> Requirement
Among the entries that follow, how many lines contain the string "field"? Write the number alone.
/---
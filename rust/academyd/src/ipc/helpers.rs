use rusqlite::Connection;
use serde_json::Value as JsonValue;

use super::error::ApiError;
use super::types::{AppState, Request};

pub fn db_conn<'a>(state: &'a AppState) -> Result<&'a Connection, ApiError> {
    state.db.as_ref().ok_or(ApiError::NoWorkspace)
}

/// Present and non-null; `null` is treated like an absent key.
pub fn param<'a>(req: &'a Request, key: &str) -> Option<&'a JsonValue> {
    req.params.get(key).filter(|v| !v.is_null())
}

pub fn required_str(req: &Request, key: &str) -> Result<String, ApiError> {
    param(req, key)
        .and_then(|v| v.as_str())
        .map(|v| v.trim().to_string())
        .filter(|s| !s.is_empty())
        .ok_or_else(|| ApiError::bad_params(format!("missing {}", key)))
}

pub fn opt_str(req: &Request, key: &str) -> Result<Option<String>, ApiError> {
    match param(req, key) {
        None => Ok(None),
        Some(v) => v
            .as_str()
            .map(|s| Some(s.trim().to_string()))
            .ok_or_else(|| ApiError::bad_params(format!("{} must be a string", key))),
    }
}

/// Integers arrive either as JSON numbers or as numeric strings from form inputs.
pub fn as_i64(v: &JsonValue) -> Option<i64> {
    match v {
        JsonValue::Number(n) => n.as_i64(),
        JsonValue::String(s) => s.trim().parse::<i64>().ok(),
        _ => None,
    }
}

pub fn opt_i64(req: &Request, key: &str) -> Result<Option<i64>, ApiError> {
    match param(req, key) {
        None => Ok(None),
        Some(v) => as_i64(v)
            .map(Some)
            .ok_or_else(|| ApiError::bad_params(format!("{} must be an integer", key))),
    }
}

pub fn required_i64(req: &Request, key: &str) -> Result<i64, ApiError> {
    opt_i64(req, key)?.ok_or_else(|| ApiError::bad_params(format!("missing {}", key)))
}

pub fn check_len(field: &str, value: &str, max: usize) -> Result<(), ApiError> {
    if value.chars().count() > max {
        return Err(ApiError::field(
            field,
            format!("Ensure this field has no more than {} characters.", max),
        ));
    }
    Ok(())
}

pub fn check_non_negative(field: &str, value: i64) -> Result<(), ApiError> {
    if value < 0 {
        return Err(ApiError::field(
            field,
            "Ensure this value is greater than or equal to 0.",
        ));
    }
    Ok(())
}

pub fn now_ts() -> String {
    chrono::Utc::now().to_rfc3339_opts(chrono::SecondsFormat::Secs, true)
}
\---
> Solved problem
7